Dataset entries
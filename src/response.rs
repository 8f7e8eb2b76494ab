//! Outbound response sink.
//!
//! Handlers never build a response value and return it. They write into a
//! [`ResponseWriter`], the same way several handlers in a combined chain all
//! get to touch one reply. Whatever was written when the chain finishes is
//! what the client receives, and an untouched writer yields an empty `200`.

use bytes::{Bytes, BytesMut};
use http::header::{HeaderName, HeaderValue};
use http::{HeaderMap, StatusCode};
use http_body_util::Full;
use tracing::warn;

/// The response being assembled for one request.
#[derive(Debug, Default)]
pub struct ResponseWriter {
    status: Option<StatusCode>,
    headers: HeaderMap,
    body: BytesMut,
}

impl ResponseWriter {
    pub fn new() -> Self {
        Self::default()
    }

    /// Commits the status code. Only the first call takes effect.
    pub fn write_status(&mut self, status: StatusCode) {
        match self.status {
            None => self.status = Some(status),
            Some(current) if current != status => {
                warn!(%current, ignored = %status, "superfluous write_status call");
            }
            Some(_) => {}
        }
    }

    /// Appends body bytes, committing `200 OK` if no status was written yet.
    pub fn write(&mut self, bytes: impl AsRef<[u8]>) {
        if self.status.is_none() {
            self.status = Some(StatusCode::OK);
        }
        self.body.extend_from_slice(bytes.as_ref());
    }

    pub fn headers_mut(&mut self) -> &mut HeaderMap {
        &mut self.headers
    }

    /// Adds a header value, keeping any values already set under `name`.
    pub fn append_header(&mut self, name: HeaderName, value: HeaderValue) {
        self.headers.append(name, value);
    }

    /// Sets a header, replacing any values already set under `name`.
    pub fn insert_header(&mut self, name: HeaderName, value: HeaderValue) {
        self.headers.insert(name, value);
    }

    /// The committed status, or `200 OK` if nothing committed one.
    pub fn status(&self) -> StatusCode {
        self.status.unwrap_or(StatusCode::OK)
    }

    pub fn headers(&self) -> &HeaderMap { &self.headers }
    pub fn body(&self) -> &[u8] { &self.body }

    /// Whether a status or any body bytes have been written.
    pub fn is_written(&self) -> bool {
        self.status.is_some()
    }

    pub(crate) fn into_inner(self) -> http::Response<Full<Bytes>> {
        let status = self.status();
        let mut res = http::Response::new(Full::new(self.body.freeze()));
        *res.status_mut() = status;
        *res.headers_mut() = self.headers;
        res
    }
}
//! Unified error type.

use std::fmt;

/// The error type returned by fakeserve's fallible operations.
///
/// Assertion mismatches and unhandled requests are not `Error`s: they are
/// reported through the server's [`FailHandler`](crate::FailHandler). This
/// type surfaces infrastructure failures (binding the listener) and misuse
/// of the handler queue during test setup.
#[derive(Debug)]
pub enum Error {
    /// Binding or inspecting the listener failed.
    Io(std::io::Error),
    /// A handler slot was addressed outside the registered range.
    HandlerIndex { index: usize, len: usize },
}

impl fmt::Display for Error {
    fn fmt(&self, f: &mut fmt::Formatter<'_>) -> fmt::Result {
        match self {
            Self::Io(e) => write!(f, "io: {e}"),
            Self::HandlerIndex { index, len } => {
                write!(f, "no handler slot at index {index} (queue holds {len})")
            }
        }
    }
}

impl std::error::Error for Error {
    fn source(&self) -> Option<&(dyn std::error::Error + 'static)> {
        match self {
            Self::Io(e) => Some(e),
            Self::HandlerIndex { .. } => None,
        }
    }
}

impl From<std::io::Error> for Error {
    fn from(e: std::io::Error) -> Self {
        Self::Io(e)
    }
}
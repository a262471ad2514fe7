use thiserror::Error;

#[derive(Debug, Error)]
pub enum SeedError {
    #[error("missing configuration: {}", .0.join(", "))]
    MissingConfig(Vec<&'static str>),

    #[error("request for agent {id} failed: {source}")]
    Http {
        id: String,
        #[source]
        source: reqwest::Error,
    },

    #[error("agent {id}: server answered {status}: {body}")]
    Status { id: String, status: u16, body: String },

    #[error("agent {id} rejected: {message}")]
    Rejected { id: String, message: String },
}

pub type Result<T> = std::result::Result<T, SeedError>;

> **Work order**: Every record is to be repeated exactly as it stands above.

> **Answer space**:
filename src/response.rs
repository 8f7e8eb2b76494ab
//! Outbound response sink.
//!
//! Handlers never build a response value and return it. They write into a
//! [`ResponseWriter`], the same way several handlers in a combined chain all
//! get to touch one reply. Whatever was written when the chain finishes is
//! what the client receives, and an untouched writer yields an empty `200`.

use bytes::{Bytes, BytesMut};
use http::header::{HeaderName, HeaderValue};
use http::{HeaderMap, StatusCode};
use http_body_util::Full;
use tracing::warn;

/// The response being assembled for one request.
#[derive(Debug, Default)]
pub struct ResponseWriter {
    status: Option<StatusCode>,
    headers: HeaderMap,
    body: BytesMut,
}

impl ResponseWriter {
    pub fn new() -> Self {
        Self::default()
    }

    /// Commits the status code. Only the first call takes effect.
    pub fn write_status(&mut self, status: StatusCode) {
        match self.status {
            None => self.status = Some(status),
            Some(current) if current != status => {
                warn!(%current, ignored = %status, "superfluous write_status call");
            }
            Some(_) => {}
        }
    }

    /// Appends body bytes, committing `200 OK` if no status was written yet.
    pub fn write(&mut self, bytes: impl AsRef<[u8]>) {
        if self.status.is_none() {
            self.status = Some(StatusCode::OK);
        }
        self.body.extend_from_slice(bytes.as_ref());
    }

    pub fn headers_mut(&mut self) -> &mut HeaderMap {
        &mut self.headers
    }

    /// Adds a header value, keeping any values already set under `name`.
    pub fn append_header(&mut self, name: HeaderName, value: HeaderValue) {
        self.headers.append(name, value);
    }

    /// Sets a header, replacing any values already set under `name`.
    pub fn insert_header(&mut self, name: HeaderName, value: HeaderValue) {
        self.headers.insert(name, value);
    }

    /// The committed status, or `200 OK` if nothing committed one.
    pub fn status(&self) -> StatusCode {
        self.status.unwrap_or(StatusCode::OK)
    }

    pub fn headers(&self) -> &HeaderMap { &self.headers }
    pub fn body(&self) -> &[u8] { &self.body }

    /// Whether a status or any body bytes have been written.
    pub fn is_written(&self) -> bool {
        self.status.is_some()
    }

    pub(crate) fn into_inner(self) -> http::Response<Full<Bytes>> {
        let status = self.status();
        let mut res = http::Response::new(Full::new(self.body.freeze()));
        *res.status_mut() = status;
        *res.headers_mut() = self.headers;
        res
    }
}
//! Unified error type.

use std::fmt;

/// The error type returned by fakeserve's fallible operations.
///
/// Assertion mismatches and unhandled requests are not `Error`s: they are
/// reported through the server's [`FailHandler`](crate::FailHandler). This
/// type surfaces infrastructure failures (binding the listener) and misuse
/// of the handler queue during test setup.
#[derive(Debug)]
pub enum Error {
    /// Binding or inspecting the listener failed.
    Io(std::io::Error),
    /// A handler slot was addressed outside the registered range.
    HandlerIndex { index: usize, len: usize },
}

impl fmt::Display for Error {
    fn fmt(&self, f: &mut fmt::Formatter<'_>) -> fmt::Result {
        match self {
            Self::Io(e) => write!(f, "io: {e}"),
            Self::HandlerIndex { index, len } => {
                write!(f, "no handler slot at index {index} (queue holds {len})")
            }
        }
    }
}

impl std::error::Error for Error {
    fn source(&self) -> Option<&(dyn std::error::Error + 'static)> {
        match self {
            Self::Io(e) => Some(e),
            Self::HandlerIndex { .. } => None,
        }
    }
}

impl From<std::io::Error> for Error {
    fn from(e: std::io::Error) -> Self {
        Self::Io(e)
    }
}
repository a262471ad2514fe7
use thiserror::Error;

#[derive(Debug, Error)]
pub enum SeedError {
    #[error("missing configuration: {}", .0.join(", "))]
    MissingConfig(Vec<&'static str>),

    #[error("request for agent {id} failed: {source}")]
    Http {
        id: String,
        #[source]
        source: reqwest::Error,
    },

    #[error("agent {id}: server answered {status}: {body}")]
    Status { id: String, status: u16, body: String },

    #[error("agent {id} rejected: {message}")]
    Rejected { id: String, message: String },
}

pub type Result<T> = std::result::Result<T, SeedError>;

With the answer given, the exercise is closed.